4. Aunque la historia que El hombre de moda nos cuenta no tiene nada de alegre, ni su protagonista de ejemplar, la película no incurre en uno de los vicios consuetudinarios del cine español más o menos «joven» y ambicioso, que es la tendencia a la queja autocompasiva —a veces al balido lastimero del cordero degollado—, ni se permite tampoco tratar con desapego a sus personajes, pese a no ocultar jamás sus debilidades, su carácter apocado o indeciso, sus concesiones o su puritanismo, según los casos. En esto podría detectarse una influencia saludable y profunda del mejor Buñuel, que nada tiene que ver con calandismos, goyerías y supuestas blasfemias.

5. A pesar de la confesada admiración de Méndez-Leite por el autor de Ma nuit chez Maud (1969), El hombre de moda no toma a Rohmer por modelo, ni se queda, como suele suceder en quienes apuntan tan alto antes de tiempo, al nivel de un cierto cine suizo, cuyo más ejemplar exponente es el Jonás (1976) de Tanner. Esto es lo que yo esperaba del primer largo de Méndez-Leite, y celebro haberme equivocado, porque es algo diferente, tal vez menos logrado —por ahora— pero que me concierne más y que me parece más arriesgado: es un film que se responsabiliza plenamente de sus personajes, que pone la carne realmente en el asador, y que en ningún momento cae en la complaciente tentación de adoptar una posición de superioridad con respecto a dichos personajes.
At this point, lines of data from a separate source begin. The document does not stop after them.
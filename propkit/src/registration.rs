//! Entity auto-registration via the inventory crate.
//!
//! `#[derive(Entity)]` submits one [`EntityRegistration`] per struct, so a
//! generator binary only has to link the model crate to see every entity.

use crate::model::EntityDef;

/// Metadata submitted by the `Entity` derive macro.
pub struct EntityRegistration {
    /// Registry key, also the persisted discriminator (defaults to the type name).
    pub kind: &'static str,
    /// The Rust type name (e.g. "Post").
    pub type_name: &'static str,
    /// Function producing the entity description.
    pub def_fn: fn() -> EntityDef,
}

inventory::collect!(EntityRegistration);

/// All entities registered through the derive macro, in link order.
pub fn registered_entities() -> impl Iterator<Item = &'static EntityRegistration> {
    inventory::iter::<EntityRegistration>()
}

/// Look up a registered entity by its registry key.
pub fn get_entity_by_kind(kind: &str) -> Option<&'static EntityRegistration> {
    registered_entities().find(|e| e.kind == kind)
}
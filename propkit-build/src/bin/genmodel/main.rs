//! Prints the generated load/save module for the entities in `model.rs`.
//!
//! Set `RUST_LOG=debug` to see per-kind schema details on stderr.

mod model;

fn main() {
    propkit_build::run_from_inventory();
}
use chrono::{DateTime, Utc};
use propkit::{ByteString, Entity};

#[derive(Entity, Debug, Default, Clone, PartialEq)]
pub struct Post {
    #[datastore("title")]
    pub title: String,
    #[datastore("tags,noindex")]
    pub tags: Vec<String>,
}

#[derive(Entity, Debug, Default, Clone, PartialEq)]
#[datastore(kind = "UserAccount")]
pub struct Account {
    #[datastore("login")]
    pub username: String,
    #[datastore("admin")]
    pub is_admin: bool,
    #[datastore("logins")]
    pub login_count: i64,
    #[datastore("balance,noindex")]
    pub balance: f64,
    #[datastore("created")]
    pub created: DateTime<Utc>,
    #[datastore("avatar")]
    pub avatar: Vec<u8>,
    #[datastore(" fingerprint ")]
    pub fingerprint: ByteString,
    #[datastore("keys")]
    pub keys: Vec<Vec<u8>>,
    #[datastore("emails")]
    pub emails: Vec<String>,

    pub(crate) cache: String,
}
//! propkit core library.
//!
//! Records are stored as ordered lists of named, typed properties. This crate
//! holds the runtime side of that contract: [`Value`], [`Property`], the
//! [`PropertyLoadSaver`] trait that generated code implements, and the entity
//! description model that `#[derive(Entity)]` fills in for `propkit-build`.
//!
//! ```text
//! #[derive(Entity, Default)]
//! pub struct Post {
//!     #[datastore("title")]
//!     pub title: String,
//!     #[datastore("tags,noindex")]
//!     pub tags: Vec<String>,
//! }
//! ```

extern crate self as propkit;

pub mod errors;
pub mod model;
pub mod registration;
pub mod types;

pub use errors::*;
pub use model::{EntityDef, EntityModel, FieldDef, TypeShape};
pub use propkit_macros::Entity;
pub use registration::{EntityRegistration, registered_entities};
pub use types::{ByteString, Property, PropertyLoadSaver, Value, ValueKind};

// Re-exported so derived code and generated modules don't need their own versions.
pub use chrono;
pub use inventory;
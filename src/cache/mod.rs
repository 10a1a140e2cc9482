//! Cache Module
//!
//! Provides a size-bounded cache with priority eviction and observer hooks.

mod entry;
mod hooks;
mod policy;
mod stats;
mod store;

#[cfg(test)]
mod property_tests;

// Re-export public types
pub use entry::{CacheEntry, EntryUnit, Staged};
pub use hooks::{CacheBuilder, OnGet, OnRemove, OnSet};
pub use policy::{PermanentKeys, Priority};
pub use stats::CacheStats;
pub use store::PriorityCache;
6. Si es un film suave y amable, no es tampoco un film blando ni conformista. Méndez-Leite admite que «todo el mundo tiene sus razones» —como decía Jean Renoir— que «es lógico que cada cual defienda sus intereses» —como decía Rossellini cuando le atacaban—, pero recuerda que no todas las razones son buenas ni todos los intereses son legítimos.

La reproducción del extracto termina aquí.